Um diálogo inédito pelo WhatsApp entre o tenente-coronel Mauro Cid e seu pai, o general Mauro Lourena Cid, expõe os bastidores da reação do núcleo bolsonarista à derrota de Jair Bolsonaro (PL) no primeiro turno das eleições de 2022. As mensagens, trocadas entre 2 de outubro (noite da apuração) e os dias seguintes, mostram a perplexidade e as primeiras teorias sobre os resultados que deram 48% a Lula contra 43% de Bolsonaro.
Na noite da apuração, o general enviou uma mensagem de consolo ao filho: “Boa noite filho! Estamos juntos! Não deu agora? Vai dar certo na próxima!!”. Mauro Cid não respondeu imediatamente, só reagindo no dia seguinte através de áudios onde manifestava surpresa com os números.
“Realmente foi uma pancada um pouco forte. A gente que era do núcleo mais operacional do presidente, nas viagens, pé no chão, contato com o povo, a impressão era primeiro turno ou sair na frente, largar na frente pro segundo turno”, disse o então assessor de Bolsonaro.
O tom das mensagens revela a dissonância entre a percepção da equipe de campanha e os resultados oficiais – narrativa que depois seria usada para questionar as urnas.
“Mas o grupo político, o pessoal que já tem mais cancha de eleição, inclusive mostraram isso ontem. O grupo político já tinha levantado esse percentual, 48 a 44, só que a gente não conseguia ver isso na rua. Muito estranho isso aí”, continuou Cid, ecoando o discurso que alimentaria as teorias de fraude eleitoral.
O general Lourena Cid, contemporâneo de Bolsonaro na Academia Militar das Agulhas Negras (Aman) nos anos 1970 e então diretor da Apex em Miami, reforçou a narrativa do filho.
“É, ontem foi, eu imagino como você ficou aí, filho. Mas tamos torcendo aí, vai dar tudo certo”, respondeu, antes de questionar a lógica dos resultados: “O lado positivo também é quantos senadores, governadores, deputados estaduais ele fez aí, muito bacana. Então realmente é completamente ilógico o cara votar nos quatro e no último não conseguir votar, né, isso foi danado”.
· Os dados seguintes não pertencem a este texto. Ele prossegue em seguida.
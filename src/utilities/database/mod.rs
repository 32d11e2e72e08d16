pub mod init;

pub use init::{init, Database};
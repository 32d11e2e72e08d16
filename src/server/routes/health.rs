use axum::Json;
use serde::Serialize;

#[derive(Debug, Serialize)]
pub struct HealthResponse {
    status: &'static str,
}

/// Health check endpoint
pub async fn health_handler() -> Json<HealthResponse> {
    Json(HealthResponse { status: "ok" })
}
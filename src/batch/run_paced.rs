use std::future::Future;

use futures::stream::{self, StreamExt};

use crate::config::BatchConfig;
use crate::utilities::generate_random_delay::generate_random_delay;

/// Pacing for a batch of extractions.
#[derive(Debug, Clone, PartialEq, Eq)]
pub struct BatchOptions {
    pub delay_ms: u64,
    pub jitter_ms: u64,
    /// 1 (the default) runs strictly one after another with a delay in between.
    pub concurrency: usize,
}

impl Default for BatchOptions {
    fn default() -> Self {
        Self::from(&BatchConfig::default())
    }
}

impl From<&BatchConfig> for BatchOptions {
    fn from(config: &BatchConfig) -> Self {
        Self {
            delay_ms: config.delay_ms,
            jitter_ms: config.jitter_ms,
            concurrency: config.concurrency,
        }
    }
}

/// Run `task` over `items`, returning results in input order.
///
/// Sequential mode sleeps between consecutive items but not after the last one.
/// With `concurrency > 1` up to that many tasks run at once and no delay is
/// applied.
pub async fn run_paced<T, R, F, Fut>(items: Vec<T>, options: &BatchOptions, task: F) -> Vec<R>
where
    F: Fn(T) -> Fut,
    Fut: Future<Output = R>,
{
    if options.concurrency > 1 {
        return stream::iter(items)
            .map(&task)
            .buffered(options.concurrency)
            .collect()
            .await;
    }

    let total = items.len();
    let mut results = Vec::with_capacity(total);

    for (index, item) in items.into_iter().enumerate() {
        results.push(task(item).await);

        if index + 1 < total {
            generate_random_delay(options.delay_ms, options.jitter_ms).await;
        }
    }

    results
}
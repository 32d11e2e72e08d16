//! Storage contracts for the catalog.
//!
//! The price extractor never touches these; callers merge extracted prices into
//! products and persist them through a [`ProductRepository`].

use async_trait::async_trait;
use thiserror::Error;

use crate::catalog::product::{Category, Product};

#[derive(Debug, Error)]
pub enum CatalogError {
    #[error("storage error: {0}")]
    Storage(#[from] rusqlite::Error),

    #[error("JSON error: {0}")]
    Json(#[from] serde_json::Error),

    #[error("invalid category: {reason}")]
    InvalidCategory { reason: String },
}

pub type CatalogResult<T> = std::result::Result<T, CatalogError>;

#[async_trait]
pub trait ProductRepository: Send + Sync {
    /// All products ordered by id.
    async fn list(&self) -> CatalogResult<Vec<Product>>;

    async fn get_by_id(&self, id: &str) -> CatalogResult<Option<Product>>;

    /// Replace the whole collection with `all`.
    async fn save(&self, all: &[Product]) -> CatalogResult<()>;

    /// Set the price of one product, leaving every other record as it is now.
    /// Returns `false` when no product has that id.
    async fn set_price(&self, id: &str, price: &str) -> CatalogResult<bool>;

    /// Same as [`set_price`](Self::set_price) for the image URL.
    async fn set_image(&self, id: &str, image: &str) -> CatalogResult<bool>;
}

#[async_trait]
pub trait CategoryRepository: Send + Sync {
    /// All category definitions ordered by name.
    async fn list_categories(&self) -> CatalogResult<Vec<Category>>;

    /// Insert or update the category with the same name.
    async fn save_category(&self, category: &Category) -> CatalogResult<()>;
}
use std::sync::Arc;

use anyhow::{Context, Result};
use chrono::{DateTime, Utc};
use colored::Colorize;
use serde::{Deserialize, Serialize};
use tracing::{error, info, warn};

use crate::batch::run_paced::{run_paced, BatchOptions};
use crate::catalog::{Product, ProductRepository};
use crate::scraping::PriceExtractor;

/// Which products a batch run touches.
#[derive(Debug, Clone, PartialEq, Eq, Deserialize)]
#[serde(tag = "mode", content = "ids", rename_all = "kebab-case")]
pub enum Selection {
    All,
    #[serde(rename = "no-price")]
    WithoutPrice,
    #[serde(rename = "select")]
    Selected(Vec<String>),
}

impl Selection {
    pub fn includes(&self, product: &Product) -> bool {
        match self {
            Selection::All => true,
            Selection::WithoutPrice => !product.has_price(),
            Selection::Selected(ids) => ids.iter().any(|id| id == &product.id),
        }
    }
}

#[derive(Debug, Clone, Copy, PartialEq, Eq, Serialize)]
#[serde(rename_all = "snake_case")]
pub enum OutcomeStatus {
    Updated,
    Unchanged,
    Failed,
}

impl OutcomeStatus {
    pub fn as_str(&self) -> &'static str {
        match self {
            OutcomeStatus::Updated => "updated",
            OutcomeStatus::Unchanged => "unchanged",
            OutcomeStatus::Failed => "failed",
        }
    }
}

/// Per-product result of a batch run.
#[derive(Debug, Clone, PartialEq, Eq, Serialize)]
pub struct PriceOutcome {
    pub id: String,
    pub name: String,
    pub url: String,
    pub old_price: Option<String>,
    pub new_price: Option<String>,
    pub status: OutcomeStatus,
    pub checked_at: DateTime<Utc>,
    /// Failure kind when status is failed: `fetch_failed`, `blocked` or `no_match`
    /// from extraction, `removed` or `storage` when the new price could not be saved.
    pub failure: Option<String>,
}

#[derive(Debug, Clone, Default, PartialEq, Eq, Serialize)]
pub struct BatchReport {
    pub updated: usize,
    pub unchanged: usize,
    pub failed: usize,
    pub outcomes: Vec<PriceOutcome>,
}

impl BatchReport {
    fn record(&mut self, outcome: PriceOutcome) {
        match outcome.status {
            OutcomeStatus::Updated => self.updated += 1,
            OutcomeStatus::Unchanged => self.unchanged += 1,
            OutcomeStatus::Failed => self.failed += 1,
        }
        self.outcomes.push(outcome);
    }
}

/// Re-extract the price of every selected product and persist the changes.
///
/// Each new price is written to `repo` as soon as it is extracted, touching only
/// that product's price, so edits made to the catalog while the batch runs are
/// kept and an interrupted run keeps the prices it already found. Failed
/// extractions leave the stored price untouched.
pub async fn update_prices(
    repo: Arc<dyn ProductRepository>,
    extractor: &PriceExtractor,
    selection: &Selection,
    options: &BatchOptions,
) -> Result<BatchReport> {
    let products = repo.list().await.context("Failed to load products")?;
    let total = products.len();

    let targets: Vec<Product> = products
        .into_iter()
        .filter(|product| selection.includes(product))
        .collect();

    info!(selected = targets.len(), total, "Starting price update");

    let outcomes = run_paced(targets, options, |product| {
        let repo = repo.clone();
        let extractor = extractor.clone();
        async move { check_price(repo.as_ref(), &extractor, product).await }
    })
    .await;

    let mut report = BatchReport::default();
    for outcome in outcomes {
        report.record(outcome);
    }

    info!(
        updated = report.updated,
        unchanged = report.unchanged,
        failed = report.failed,
        "Price update finished"
    );

    Ok(report)
}

async fn check_price(repo: &dyn ProductRepository, extractor: &PriceExtractor, product: Product) -> PriceOutcome {
    let result = extractor.fetch_price(&product.url).await;
    let checked_at = Utc::now();
    let old_price = product.price.clone();

    let found = match result {
        Ok(found) => found.normalized_price,
        Err(failure) => {
            let kind = failure.kind().to_string();
            return build_outcome(&product, old_price, None, OutcomeStatus::Failed, Some(kind), checked_at);
        }
    };

    if old_price.as_deref() == Some(found.as_str()) {
        return build_outcome(&product, old_price, Some(found), OutcomeStatus::Unchanged, None, checked_at);
    }

    match repo.set_price(&product.id, &found).await {
        Ok(true) => build_outcome(&product, old_price, Some(found), OutcomeStatus::Updated, None, checked_at),
        Ok(false) => {
            warn!(id = %product.id, "Product removed during price update");
            build_outcome(
                &product,
                old_price,
                Some(found),
                OutcomeStatus::Failed,
                Some("removed".to_string()),
                checked_at,
            )
        }
        Err(e) => {
            error!(id = %product.id, error = %e, "Failed to save updated price");
            build_outcome(
                &product,
                old_price,
                Some(found),
                OutcomeStatus::Failed,
                Some("storage".to_string()),
                checked_at,
            )
        }
    }
}

fn build_outcome(
    product: &Product,
    old_price: Option<String>,
    new_price: Option<String>,
    status: OutcomeStatus,
    failure: Option<String>,
    checked_at: DateTime<Utc>,
) -> PriceOutcome {
    PriceOutcome {
        id: product.id.clone(),
        name: product.name.clone(),
        url: product.url.clone(),
        old_price,
        new_price,
        status,
        checked_at,
        failure,
    }
}

/// Console summary for the CLI.
pub fn print_summary(report: &BatchReport) {
    for (position, item) in report.outcomes.iter().enumerate() {
        println!("[{}/{}] {}", position + 1, report.outcomes.len(), item.name);
        println!("  URL: {}", item.url);

        let old = item.old_price.as_deref().unwrap_or("Sin precio");
        match item.status {
            OutcomeStatus::Updated => println!(
                "{}",
                format!("  Price updated: {} -> {}", old, item.new_price.as_deref().unwrap_or_default()).green()
            ),
            OutcomeStatus::Unchanged => println!("{}", format!("  Price unchanged: {}", old).yellow()),
            OutcomeStatus::Failed => println!(
                "{}",
                format!(
                    "  Could not extract price ({})",
                    item.failure.as_deref().unwrap_or("unknown")
                )
                .red()
            ),
        }
    }

    println!();
    println!("{}", format!("Prices updated: {}", report.updated).green());
    println!("{}", format!("Unchanged: {}", report.unchanged).yellow());
    println!("{}", format!("Failed: {}", report.failed).red());
}

#[cfg(test)]
mod tests {
    use super::*;

    #[test]
    fn selection_from_json() {
        let all: Selection = serde_json::from_str(r#"{"mode": "all"}"#).unwrap();
        let missing: Selection = serde_json::from_str(r#"{"mode": "no-price"}"#).unwrap();
        let some: Selection = serde_json::from_str(r#"{"mode": "select", "ids": ["1", "3"]}"#).unwrap();

        assert_eq!(all, Selection::All);
        assert_eq!(missing, Selection::WithoutPrice);
        assert_eq!(some, Selection::Selected(vec!["1".to_string(), "3".to_string()]));
    }
}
As mensagens mostram ainda a confiança do núcleo bolsonarista numa virada no segundo turno. Cid citou previsões internas de que Bolsonaro abriria 10 pontos percentuais sobre Lula após as alianças: “E esse mesmo pessoal que fez essa previsão tá dizendo que agora, com as alianças pro segundo turno, é dez por cento, ele bate dez por cento à frente do Lula. Vamos ver se realmente vai acontecer”.

Após a derrota definitiva no segundo turno, o general voltou a contatar o filho pedindo uma avaliação do cenário: “Posso ajudar? Como vc está?”. A resposta de Cid foi evasiva: “era necessário esperar ‘a poeira baixar’ para avaliar o cenário”.
O material não revela conversas sobre as articulações golpistas que ocorreriam nos meses seguintes, embora pai e filho tenham mantido ligações pelo WhatsApp cujo conteúdo permanece desconhecido.
A defesa de Mauro Cid informou que não comentaria os diálogos por não ter tido acesso ao material completo. As mensagens reforçam como o discurso de fraude eleitoral foi construído imediatamente após os primeiros resultados desfavoráveis, antes mesmo de qualquer análise técnica, a partir da percepção subjetiva da equipe bolsonarista sobre o “contato com o povo”.